ノーラ・ロウヒモ:アントンはファースト・アルバムの頃から曲を書いてきたし、彼が脱退したのは、バンドが始まって以来の大きな変化ね。特に『アンホーリー・セイヴィアー』はこれまで以上にアントンの世界観を描いたアルバムだった。彼の魂の旅路についてのコンセプト・アルバムといえるかも知れない。もちろん『アンホーリー・セイヴィアー』での自分のヴォーカルは誇りにしているけど、アントンは自分の殻に閉じこもって、他のメンバーからのインプットを拒絶していた。彼が柔軟に周囲のアイディアに耳を傾けていたら、アルバムはより良くなったと思う。

──アントンの脱退後すぐ、2015年3月にフィンランドとロシアで短期ツアーを行いましたが、ファンからの反応はどんなものでしたか?

ノーラ・ロウヒモ:すごい盛り上がりだった。バトル・ビーストを続けていく選択が正しいものだという気持ちを新たにしたわ。ヘルシンキのショーでは、私の前任者のシンガーだったニッテ(・ヴァロ)がステージに上がって、共演することができたのよ。ニッテと私では歌い方もトーンも異なっている。彼女の方がダークな声をしていて、私の方がブライトな感じかな。ニッテは私より年上だから、年季が入った低音の魅力があるのかもね。いつかバトル・ビーストでデュエットをやってもいいんじゃないかと思う。

──ニッテは2012年にバトル・ビーストを脱退しましたが、メンバー達は連絡を取り合ってきたのですか?
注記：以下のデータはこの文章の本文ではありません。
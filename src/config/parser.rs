//! Configuration file parsing (JSON format).

use std::fs;
use std::path::Path;

use tracing::{error, warn};

use crate::common::error::ConfigError;
use crate::config::types::Config;

/// Load configuration from a JSON file.
///
/// A missing file is replaced by the default config and reported as
/// [`ConfigError::Missing`].
pub fn load_config(path: impl AsRef<Path>) -> Result<Config, ConfigError> {
    let path = path.as_ref();

    if !path.exists() {
        write_default_config(path)?;
        return Err(ConfigError::Missing {
            path: path.display().to_string(),
        });
    }

    let content = fs::read_to_string(path).map_err(|e| ConfigError::Io {
        path: path.display().to_string(),
        source: e,
    })?;

    load_config_str(&content).map_err(|e| ConfigError::Invalid {
        path: path.display().to_string(),
        source: e,
    })
}

/// Load configuration from a JSON string.
pub fn load_config_str(content: &str) -> Result<Config, serde_json::Error> {
    serde_json::from_str(content)
}

/// Write the default config (placeholder token) to `path`.
pub fn write_default_config(path: impl AsRef<Path>) -> Result<(), ConfigError> {
    let path = path.as_ref();
    let io_error = |e| ConfigError::Io {
        path: path.display().to_string(),
        source: e,
    };

    let mut content = Vec::new();
    let formatter = serde_json::ser::PrettyFormatter::with_indent(b"    ");
    let mut serializer = serde_json::Serializer::with_formatter(&mut content, formatter);
    serde::Serialize::serialize(&Config::default(), &mut serializer).map_err(|e| {
        io_error(std::io::Error::new(std::io::ErrorKind::InvalidData, e))
    })?;

    fs::write(path, content).map_err(io_error)
}

/// Load the bot token, logging instead of failing.
///
/// Returns `None` when the file was missing (a default is written), could
/// not be read or parsed, or has no `token` key. The token itself is
/// returned verbatim; the caller decides whether it is usable.
pub fn load_token(path: impl AsRef<Path>) -> Option<String> {
    match load_config(path) {
        Ok(config) => config.token,
        Err(e @ ConfigError::Missing { .. }) => {
            warn!("{}", e);
            None
        }
        Err(e) => {
            error!("Failed to load config: {}", e);
            None
        }
    }
}
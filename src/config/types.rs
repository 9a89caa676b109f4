//! Configuration type definitions.

use serde::{Deserialize, Serialize};

/// Token written into a freshly created config file.
pub const PLACEHOLDER_TOKEN: &str = "your_token_here";

/// Root configuration structure, stored as `config.json`.
#[derive(Debug, Clone, PartialEq, Eq, Serialize, Deserialize)]
pub struct Config {
    /// Discord bot token. Kept optional so a file without the key
    /// reads as "no token" rather than a parse error.
    #[serde(default)]
    pub token: Option<String>,
}

impl Default for Config {
    fn default() -> Self {
        Self {
            token: Some(PLACEHOLDER_TOKEN.to_string()),
        }
    }
}
//! Extensions: units bundling one or more slash commands.
//!
//! The extension directory only selects which entries of the static
//! [`Catalog`] are activated; no code is loaded from disk.

pub mod catalog;
pub mod ping;
pub mod registry;

pub use catalog::Catalog;
pub use registry::scan;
ノーラ・ロウヒモ:ニッテがバトル・ビーストを脱退した理由は“家族の事情”と発表されたけど、やっぱりアントンと人間的・音楽的に合わないことがあった。彼女はしばらく他のメンバーとも疎遠になっていたけど、今回の事件をきっかけに、また連絡するようになった。私も彼女と話して、親しくなることができたわ。ニッテのおかげで、自分たちが間違っていなかったことがわかって安心した。彼女はバーニング・ポイントというバンドで歌っていて、相変わらず素晴らしい声をしているわ。
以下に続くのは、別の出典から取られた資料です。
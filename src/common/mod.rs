//! Common utilities and types shared across the application.

pub mod error;

pub use error::SessionError;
──今後、バンドは新しいギタリストを加えて活動を続けるのでしょうか?

ノーラ・ロウヒモ:今回のジャパン・ツアーではヤンネ(・ビョルクロート/キーボード)の弟のヨーナがギターを弾いているのよ。彼はフォー・ジ・インペリウムというバンドのメンバーでもある。素晴らしいバンドだから、ぜひ聴いてみるべきよ。彼はバック・ヴォーカルも取れるし、人間的にも信頼できるわ。ヨーナのスケジュールが合わないときは、オッシ・マリストに参加してもらっている。彼はフィンランドのヤンナっていう女性アーティストのバックでやっているけど、セッション・ミュージシャンという感じではなく。ユニークなスタイルを持ったギタリストよ。彼らのどちらかが“正式メンバー”になるかは、まだわからない。実力的には文句のつけようがないし、人間的にも良好な関係だけど、バンドとして新しいものを生み出していけるかどうか、もう少し時間をかけて決めようと思う。それにスケジュールの問題もあるからね。別のバンドと掛け持ちするのは構わないけど、バトル・ビーストにも全力投球してもらうわ。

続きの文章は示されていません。